Dort angekommen, lehnt er sich an das Metallgeländer und blickt stolz um sich. Baustellenbesuch. Wo früher ein Hörsaal für Chemie war, werden in den nächsten Monaten Bücher einziehen – Zehntausende. „Die größte und schönste Moorbibliothek der Welt“, hofft Joosten. In Greifswald.

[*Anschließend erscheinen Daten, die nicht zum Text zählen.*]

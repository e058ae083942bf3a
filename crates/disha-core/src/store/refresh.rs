// ── Refresh application logic ──
//
// Applies fetched collections to the DataStore, one resource at a time.
// Every apply is gated by that resource's sequence guard.

use chrono::Utc;
use serde::Serialize;
use strum::Display;

use super::DataStore;
use super::sequence::{SequenceGuard, Ticket};
use crate::model::{Incident, Signal, Stats};

/// One independently refreshed backend collection.
#[derive(Debug, Clone, Copy, PartialEq, Eq, Hash, Serialize, Display)]
#[serde(rename_all = "snake_case")]
#[strum(serialize_all = "snake_case")]
pub enum Resource {
    Incidents,
    Signals,
    Stats,
}

impl DataStore {
    fn guard(&self, resource: Resource) -> &SequenceGuard {
        match resource {
            Resource::Incidents => &self.incidents_seq,
            Resource::Signals => &self.signals_seq,
            Resource::Stats => &self.stats_seq,
        }
    }

    /// Take a ticket for a request about to go out.
    pub(crate) fn issue(&self, resource: Resource) -> Ticket {
        self.guard(resource).issue()
    }

    /// Upsert-and-prune the incident cache. `false` if the ticket was stale.
    pub(crate) fn apply_incidents(&self, ticket: Ticket, items: Vec<Incident>) -> bool {
        self.incidents_seq.commit(ticket, || {
            self.incidents
                .replace_all(items.into_iter().map(|i| (i.id.clone(), i)));
            self.touch();
        })
    }

    pub(crate) fn apply_signals(&self, ticket: Ticket, items: Vec<Signal>) -> bool {
        self.signals_seq.commit(ticket, || {
            self.signals
                .replace_all(items.into_iter().map(|s| (s.id.clone(), s)));
            self.touch();
        })
    }

    pub(crate) fn apply_stats(&self, ticket: Ticket, stats: Stats) -> bool {
        self.stats_seq.commit(ticket, || {
            self.stats.send_if_modified(|current| {
                if *current == stats {
                    return false;
                }
                *current = stats;
                true
            });
            self.touch();
        })
    }

    fn touch(&self) {
        self.last_refresh.send_replace(Some(Utc::now()));
    }
}

#[cfg(test)]
#[allow(clippy::unwrap_used)]
mod tests {
    use pretty_assertions::assert_eq;

    use super::*;
    use crate::model::{GeoPoint, IncidentKind, Severity};

    fn incident(id: &str, description: &str) -> Incident {
        Incident {
            id: id.into(),
            kind: IncidentKind::TrafficJam,
            severity: Severity::Medium,
            description: description.into(),
            location: GeoPoint::BANGALORE,
            reporter_name: None,
            photo_url: None,
            status: "active".into(),
            reported_at: None,
        }
    }

    #[test]
    fn stale_incident_batch_is_dropped() {
        let store = DataStore::new();
        let older = store.issue(Resource::Incidents);
        let newer = store.issue(Resource::Incidents);

        assert!(store.apply_incidents(newer, vec![incident("a", "fresh")]));
        assert!(!store.apply_incidents(older, vec![incident("a", "stale"), incident("b", "stale")]));

        let snap = store.incidents_snapshot();
        assert_eq!(snap.len(), 1);
        assert_eq!(snap[0].description, "fresh");
    }

    #[test]
    fn resources_are_sequenced_independently() {
        let store = DataStore::new();
        let incidents = store.issue(Resource::Incidents);
        let stats = store.issue(Resource::Stats);
        let stats_again = store.issue(Resource::Stats);

        assert!(store.apply_stats(stats_again, Stats { total_incidents: 2, ..Stats::default() }));
        assert!(!store.apply_stats(stats, Stats::default()));
        assert!(store.apply_incidents(incidents, vec![incident("a", "x")]));
        assert_eq!(store.stats().total_incidents, 2);
    }

    #[test]
    fn apply_records_refresh_time() {
        let store = DataStore::new();
        assert!(store.last_refresh().is_none());
        let ticket = store.issue(Resource::Signals);
        store.apply_signals(ticket, Vec::new());
        assert!(store.last_refresh().is_some());
    }
}
#![allow(clippy::unwrap_used)]
// End-to-end tests for `LiveView` over HTTP, against a wiremock backend.

use std::time::Duration;

use pretty_assertions::assert_eq;
use serde_json::json;
use url::Url;
use wiremock::matchers::{body_partial_json, method, path, query_param};
use wiremock::{Mock, MockServer, ResponseTemplate};

use disha_core::{
    GeoPoint, IncidentDraft, IncidentKind, InspectionState, LiveView, RefreshOutcome,
    SelectOutcome, Severity, SignalState, ViewConfig,
};

fn incident_json(id: &str, description: &str) -> serde_json::Value {
    json!({
        "id": id,
        "type": "accident",
        "severity": "high",
        "description": description,
        "lat": 12.9352,
        "lng": 77.6245,
        "photo_url": null,
        "reporter_name": "Kiran",
        "status": "active",
        "timestamp": "2025-03-01T08:15:00.123456"
    })
}

fn stats_json(total: u64, high: u64) -> serde_json::Value {
    json!({ "total_incidents": total, "active_incidents": total, "high_severity_count": high })
}

async fn backend() -> MockServer {
    let server = MockServer::start().await;

    Mock::given(method("POST"))
        .and(path("/api/signals/initialize"))
        .respond_with(
            ResponseTemplate::new(200)
                .set_body_json(json!({ "message": "Signals initialized", "count": 5 })),
        )
        .mount(&server)
        .await;

    Mock::given(method("GET"))
        .and(path("/api/signals"))
        .respond_with(ResponseTemplate::new(200).set_body_json(json!([
            { "signal_id": "SILK_BOARD", "location": "Silk Board Junction",
              "traffic_density": 82, "current_state": "RED",
              "lat": 12.9177, "lng": 77.6238, "last_updated": "2025-03-01T08:15:00" },
            { "signal_id": "HEBBAL", "location": "Hebbal Flyover",
              "traffic_density": 35, "current_state": "GREEN" }
        ])))
        .mount(&server)
        .await;

    // Empty until the report lands, then the new incident.
    Mock::given(method("GET"))
        .and(path("/api/incidents"))
        .and(query_param("status", "active"))
        .respond_with(ResponseTemplate::new(200).set_body_json(json!([])))
        .up_to_n_times(1)
        .mount(&server)
        .await;
    Mock::given(method("GET"))
        .and(path("/api/incidents"))
        .and(query_param("status", "active"))
        .respond_with(
            ResponseTemplate::new(200)
                .set_body_json(json!([incident_json("inc-1", "multi-car collision")])),
        )
        .mount(&server)
        .await;

    Mock::given(method("GET"))
        .and(path("/api/stats"))
        .respond_with(ResponseTemplate::new(200).set_body_json(stats_json(0, 0)))
        .up_to_n_times(1)
        .mount(&server)
        .await;
    Mock::given(method("GET"))
        .and(path("/api/stats"))
        .respond_with(ResponseTemplate::new(200).set_body_json(stats_json(1, 1)))
        .mount(&server)
        .await;

    Mock::given(method("GET"))
        .and(path("/api/incidents/inc-1/routes"))
        .respond_with(ResponseTemplate::new(200).set_body_json(json!({
            "incident_id": "inc-1",
            "ai_message": "Avoid the Outer Ring Road near Bellandur.",
            "safe_route": "Sarjapur Road",
            "eco_route": "HSR Layout internal roads",
            "fastest_route": "Koramangala 80ft Road",
            "timestamp": "2025-03-01T08:16:00"
        })))
        .mount(&server)
        .await;

    Mock::given(method("GET"))
        .and(path("/api/incidents/missing/routes"))
        .respond_with(
            ResponseTemplate::new(404).set_body_json(json!({ "detail": "Route analysis not found" })),
        )
        .mount(&server)
        .await;

    server
}

/// The create-incident endpoint, expected exactly once by the caller.
async fn mount_report(server: &MockServer) {
    Mock::given(method("POST"))
        .and(path("/api/incidents"))
        .and(body_partial_json(json!({
            "type": "accident",
            "severity": "high",
            "description": "multi-car collision"
        })))
        .respond_with(
            ResponseTemplate::new(200).set_body_json(incident_json("inc-1", "multi-car collision")),
        )
        .expect(1)
        .mount(server)
        .await;
}

fn view_for(server: &MockServer) -> LiveView {
    let config = ViewConfig::new(Url::parse(&server.uri()).unwrap()).with_poll_interval(Duration::ZERO);
    LiveView::connect(config).unwrap()
}

#[tokio::test]
async fn reported_incident_reaches_the_cache_and_can_be_inspected() {
    let server = backend().await;
    mount_report(&server).await;
    let view = view_for(&server);

    let report = view.activate().await.unwrap();
    assert!(report.failures().is_empty(), "{report:?}");
    assert!(view.store().incidents_snapshot().is_empty());
    assert_eq!(view.store().signal_count(), 2);
    let silk = view.store().signal("SILK_BOARD").unwrap();
    assert_eq!((silk.density, silk.state), (82, SignalState::Red));
    assert!(silk.position.is_some());

    let draft = IncidentDraft::new(
        IncidentKind::Accident,
        Severity::High,
        "multi-car collision",
        GeoPoint::new(12.97, 77.59),
    )
    .with_reporter("Kiran");
    let incident = view.report_incident(&draft).await.unwrap();
    assert_eq!(incident.id, "inc-1");

    let cached = view.store().incident("inc-1").unwrap();
    assert_eq!(cached.description, "multi-car collision");
    assert_eq!(view.store().stats().high_severity_count, 1);

    let outcome = view.select_incident("inc-1").await.unwrap();
    let SelectOutcome::Loaded(route) = outcome else {
        panic!("expected Loaded, got {outcome:?}");
    };
    assert_eq!(route.safe_route, "Sarjapur Road");

    let report = view.tick().await;
    assert_eq!(report.incidents, RefreshOutcome::Skipped);
    assert_eq!(report.stats, RefreshOutcome::Skipped);
    assert_eq!(report.signals, RefreshOutcome::Applied);

    assert!(view.dismiss_route());
    assert_eq!(view.inspection(), InspectionState::Idle);
    let report = view.tick().await;
    assert_eq!(report.incidents, RefreshOutcome::Applied);
    assert_eq!(report.stats, RefreshOutcome::Applied);
    assert!(view.store().incident("inc-1").is_some());

    assert!(view.deactivate().await);
}

#[tokio::test]
async fn missing_route_analysis_is_not_found() {
    let server = backend().await;
    let view = view_for(&server);

    let err = view.select_incident("missing").await.unwrap_err();
    assert!(err.is_not_found());
    assert_eq!(err.to_string(), "Incident not found: missing");
    assert_eq!(view.inspection(), InspectionState::Idle);
}

#[tokio::test]
async fn unreachable_backend_fails_every_resource_independently() {
    let config = ViewConfig::new(Url::parse("http://127.0.0.1:1").unwrap())
        .with_poll_interval(Duration::ZERO);
    let view = LiveView::connect(config).unwrap();

    let report = view.activate().await.unwrap();
    assert_eq!(report.failures().len(), 3);
    assert!(view.store().last_refresh().is_none());
    view.deactivate().await;
}
// ── Reactive entity streams ──
//
// Subscription types for consuming cache changes from the DataStore.

use std::sync::Arc;

use tokio::sync::watch;

/// A subscription to one cached collection.
///
/// Each call to [`changed()`](Self::changed) waits for the next write to the
/// collection and yields the snapshot it produced.
pub struct EntityStream<T: Clone + Send + Sync + 'static> {
    receiver: watch::Receiver<Arc<Vec<Arc<T>>>>,
}

impl<T: Clone + Send + Sync + 'static> EntityStream<T> {
    pub(crate) fn new(receiver: watch::Receiver<Arc<Vec<Arc<T>>>>) -> Self {
        Self { receiver }
    }

    /// Wait for the next change, returning the new snapshot.
    /// Returns `None` once the store has been dropped.
    pub async fn changed(&mut self) -> Option<Arc<Vec<Arc<T>>>> {
        self.receiver.changed().await.ok()?;
        Some(self.receiver.borrow_and_update().clone())
    }
}

#[cfg(test)]
#[allow(clippy::unwrap_used)]
mod tests {
    use tokio::sync::watch;
    use tokio_test::{assert_pending, assert_ready, task};

    use super::*;

    fn snapshot(values: &[u32]) -> Arc<Vec<Arc<u32>>> {
        Arc::new(values.iter().copied().map(Arc::new).collect())
    }

    #[test]
    fn changed_waits_for_a_new_snapshot() {
        let (tx, rx) = watch::channel(snapshot(&[1]));
        let mut stream = EntityStream::new(rx);
        {
            let mut changed = task::spawn(stream.changed());
            assert_pending!(changed.poll());
            tx.send(snapshot(&[1, 2])).unwrap();
            assert!(changed.is_woken());
            let snap = assert_ready!(changed.poll()).unwrap();
            assert_eq!(snap.len(), 2);
        }
        let mut again = task::spawn(stream.changed());
        assert_pending!(again.poll());
    }

    #[test]
    fn changed_ends_when_the_store_is_dropped() {
        let (tx, rx) = watch::channel(snapshot(&[]));
        let mut stream = EntityStream::new(rx);
        drop(tx);
        let mut changed = task::spawn(stream.changed());
        assert!(assert_ready!(changed.poll()).is_none());
    }
}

Verschnörkelte Zinnen säumen den kompakten, mehr als hundert Jahre alten Backsteinbau, in dem bis 2011 Vorlesungen der Universität Greifswald stattfanden. Bald sollen hier Literaturabende veranstaltet werden, Menschen zu Mooren forschen, mit Zugang zu 50.000 Moor-Publikationen: wissenschaftliche Standardwerke und Fachzeitschriften, Romane und Sachbücher, Bücher über Geschichte, Kunst, Religion und Bücher für Kinder. Was sie eint, ist das Moor. 7.000 davon hat allein Joosten zusammengetragen, einige selbst verfasst. Einen richtigen Platz sollen sie nun bekommen, das wünscht sich der 69-Jährige schon lange.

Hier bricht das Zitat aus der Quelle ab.